- Born: 30 June 1910 Vega Baja, Puerto Rico
- Died: 23 July 1973 (aged 63) San Juan, Puerto Rico
- Burial place: Old Vega Baja Municipal Cemetery
- Education: University of Puerto Rico Washington University in St. Louis (MSW) University of Pennsylvania (DSW)
- Employer(s): Puerto Rico Maternal Health Association Puerto Rico Department of Health University of Puerto Rico University of Pennsylvania
- Notable work: Struggle and Vision of a Free Puerto Rico (1986, posthumously)
- Political party: Puerto Rican Independence Party Puerto Rican Socialist Party
- Spouse: Julián Antonio Alvarado

= Carmen Rivera de Alvarado =

Puerto Rican social worker, educator and activist (1910–1973)

Carmen Rivera de Alvarado (30 June 1910 – 23 July 1973) was a Puerto Rican social worker, educator, socialist and independence activist.

== Biography ==
Alvarado was born on 30 June 1910 in Vega Baja, Puerto Rico.

Alvarado graduated from the Central High School of Santurce and went on to University of Puerto Rico Normal school in 1930, earning the Carlota Metienzo Award. After graduating, she became one of the first twenty-eight social workers in Puerto Rico. During her early social work career, Alvarado worked as Executive Secretary of the Puerto Rico Maternal Health Association and as Supervisor of Medical-Social Work for the Puerto Rico Department of Health.

In 1931, Alvarado married Julián Antonio Alvarado.

Alvarado founded the first professional association of Puerto Rican social workers, the College of Social Work Professionals, in 1935, and was its first president. She also stood as a candidate for Resident Commissioner in the 1956 elections.

Alvarada studied a master's degree at the Washington University in St. Louis, graduating in 1944.

Alvarada was a socialist and independence activist. She was the a founder member of the Puerto Rican Independence Party (PIP) in 1946 and was Secretary of Women's Action of the Puerto Rico Pro Independence Movement (MPI). She was also a founder member of the Puerto Rican Socialist Party. During a trip to New York, she was an involved in a presentation about the colonial status of Puerto Rico under Spain to the United Nations. She was also a member of the Women's Committee for the Freedom of Puerto Rican politician and independence advocate Blanca Canales, who was imprisoned from 1950 to 1967.

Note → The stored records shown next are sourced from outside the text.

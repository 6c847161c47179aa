//! Per-file obfuscation passes over a migrated copy.
//!
//! Every HTML, CSS and script file is transformed once and stamped with a
//! marker; files already carrying a marker are left alone. Collaborator
//! failures never fail the file: the original text is kept.

pub mod html;
pub mod markers;

use std::path::Path;

use tracing::{debug, info, warn};

use crate::cloak::KeywordCloaker;
use crate::context::ServiceContext;
use crate::ledger::{Category, MappingLedger};
use crate::ports::{PortError, ScriptOptions};
use crate::walk::{find_web_files, FileKind};

/// Files above this size are skipped.
pub const MAX_FILE_BYTES: u64 = 1024 * 1024;

/// Files above this size are processed with a warning.
pub const WARN_FILE_BYTES: u64 = 500 * 1024;

/// What happened to one file.
#[derive(Debug, Clone, Copy, PartialEq, Eq)]
pub enum FileOutcome {
    /// Transformed and stamped.
    Processed {
        /// Keyword occurrences cloaked (HTML only).
        cloaked: usize,
        /// Collaborator calls that fell back to the original text.
        fallbacks: usize,
    },
    /// Already carried a marker.
    AlreadyMarked,
    /// Larger than [`MAX_FILE_BYTES`].
    TooLarge,
}

/// Totals for one pass over a tree.
#[derive(Debug, Clone, Copy, Default, PartialEq, Eq)]
pub struct PassReport {
    /// Files transformed.
    pub processed: usize,
    /// Files skipped because they were already marked.
    pub already_marked: usize,
    /// Files skipped for size.
    pub too_large: usize,
    /// Files that could not be read or written.
    pub failed: usize,
    /// Collaborator fallbacks across all files.
    pub fallbacks: usize,
    /// Keyword occurrences cloaked across all HTML files.
    pub cloaked: usize,
}

/// Runs the per-file transforms for one copy.
pub struct ObfuscationPass<'a> {
    ctx: &'a ServiceContext,
    ledger: &'a MappingLedger,
    cloaker: &'a KeywordCloaker,
}

impl<'a> ObfuscationPass<'a> {
    /// Creates a pass bound to one copy's context, ledger and cloaker.
    #[must_use]
    pub fn new(ctx: &'a ServiceContext, ledger: &'a MappingLedger, cloaker: &'a KeywordCloaker) -> Self {
        Self { ctx, ledger, cloaker }
    }

    /// Transforms every web file below `root`.
    ///
    /// # Errors
    ///
    /// Returns an error only if the tree cannot be walked; per-file failures
    /// are logged and counted.
    pub async fn process_tree(&self, root: &Path) -> Result<PassReport, String> {
        let mut report = PassReport::default();
        for (path, kind) in find_web_files(self.ctx, root)? {
            match self.process_file(&path, kind).await {
                Ok(FileOutcome::Processed { cloaked, fallbacks }) => {
                    report.processed += 1;
                    report.cloaked += cloaked;
                    report.fallbacks += fallbacks;
                }
                Ok(FileOutcome::AlreadyMarked) => report.already_marked += 1,
                Ok(FileOutcome::TooLarge) => report.too_large += 1,
                Err(e) => {
                    warn!("{e}");
                    report.failed += 1;
                }
            }
        }
        info!(
            processed = report.processed,
            already_marked = report.already_marked,
            too_large = report.too_large,
            failed = report.failed,
            cloaked = report.cloaked,
            "obfuscation passes finished"
        );
        Ok(report)
    }

    /// Transforms one file in place.
    ///
    /// # Errors
    ///
    /// Returns an error if the file cannot be inspected, read or written.
    pub async fn process_file(&self, path: &Path, kind: FileKind) -> Result<FileOutcome, String> {
        let size = self
            .ctx
            .fs
            .file_size(path)
            .map_err(|e| format!("failed to stat {}: {e}", path.display()))?;
        if size > MAX_FILE_BYTES {
            warn!(path = %path.display(), size, "skipping large file");
            return Ok(FileOutcome::TooLarge);
        }
        if size > WARN_FILE_BYTES {
            warn!(path = %path.display(), size, "processing large file");
        }

        let content = self
            .ctx
            .fs
            .read_to_string(path)
            .map_err(|e| format!("failed to read {}: {e}", path.display()))?;
        if markers::is_marked(&content) {
            debug!(path = %path.display(), "already processed, skipping");
            return Ok(FileOutcome::AlreadyMarked);
        }

        let (text, outcome) = self.transform(kind, &content, Some(path)).await;
        let stamped = markers::stamp(self.ctx, kind, &text);
        self.ctx
            .fs
            .write(path, &stamped)
            .map_err(|e| format!("failed to write {}: {e}", path.display()))?;
        Ok(outcome)
    }

    /// Transforms content of the given kind without touching the filesystem.
    pub async fn transform(&self, kind: FileKind, content: &str, source: Option<&Path>) -> (String, FileOutcome) {
        let options = ScriptOptions { globals: self.ledger.entries(Category::Globals), source };
        match kind {
            FileKind::Html => {
                let outcome = html::obfuscate_document(self.ctx, content, &options, self.cloaker).await;
                let result = FileOutcome::Processed { cloaked: outcome.cloaked, fallbacks: outcome.fallbacks };
                (outcome.text, result)
            }
            FileKind::Css => fail_open(content, self.ctx.styles.minify(content), "style minification"),
            FileKind::Script => {
                fail_open(content, self.ctx.scripts.obfuscate(content, &options), "script obfuscation")
            }
        }
    }
}

fn fail_open(original: &str, result: Result<String, PortError>, what: &str) -> (String, FileOutcome) {
    match result {
        Ok(text) => (text, FileOutcome::Processed { cloaked: 0, fallbacks: 0 }),
        Err(e) => {
            warn!("{what} failed, keeping original: {e}");
            (original.to_string(), FileOutcome::Processed { cloaked: 0, fallbacks: 1 })
        }
    }
}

From 1944, Alvarado worked as a professor at the University of Puerto Rico (UPR). She supported students during a strike in 1948 and undertook student counselling and thesis supervision. She attended the first congress of the Pan-American Confederation of Social Workers in Havana, Cuba.

From 1953 to 1955, Alvarado was an Associate in Social Casework at the School of Social Work of University of Pennsylvania, Philadelphia. She became a Doctor of Social Work (DSW) at the University of Pennsylvania in 1955. Alvarado returned to her professorship at the University of Puerto Rico after graduating with her doctorate, working at the university until 1972. In 1972, she was a Distinguished Visiting Professor at the Graduate School of Social Work, Hunter College, University of New York.

Alvarado was the subject of the book Tras los Pasos de Carmen Rivera de Alvarado by historian Angel Pérez Soler, published in 2024. Her book Struggle and Vision of a Free Puerto Rico (Lucha y visión del Puerto Rico libre) was published posthumously in 1986.

Alvarado died on 23 July 1973 in San Juan, Puerto Rico, aged 63. She was buried at the Old Vega Baja Municipal Cemetery in Vega Baja, Puerto Rico.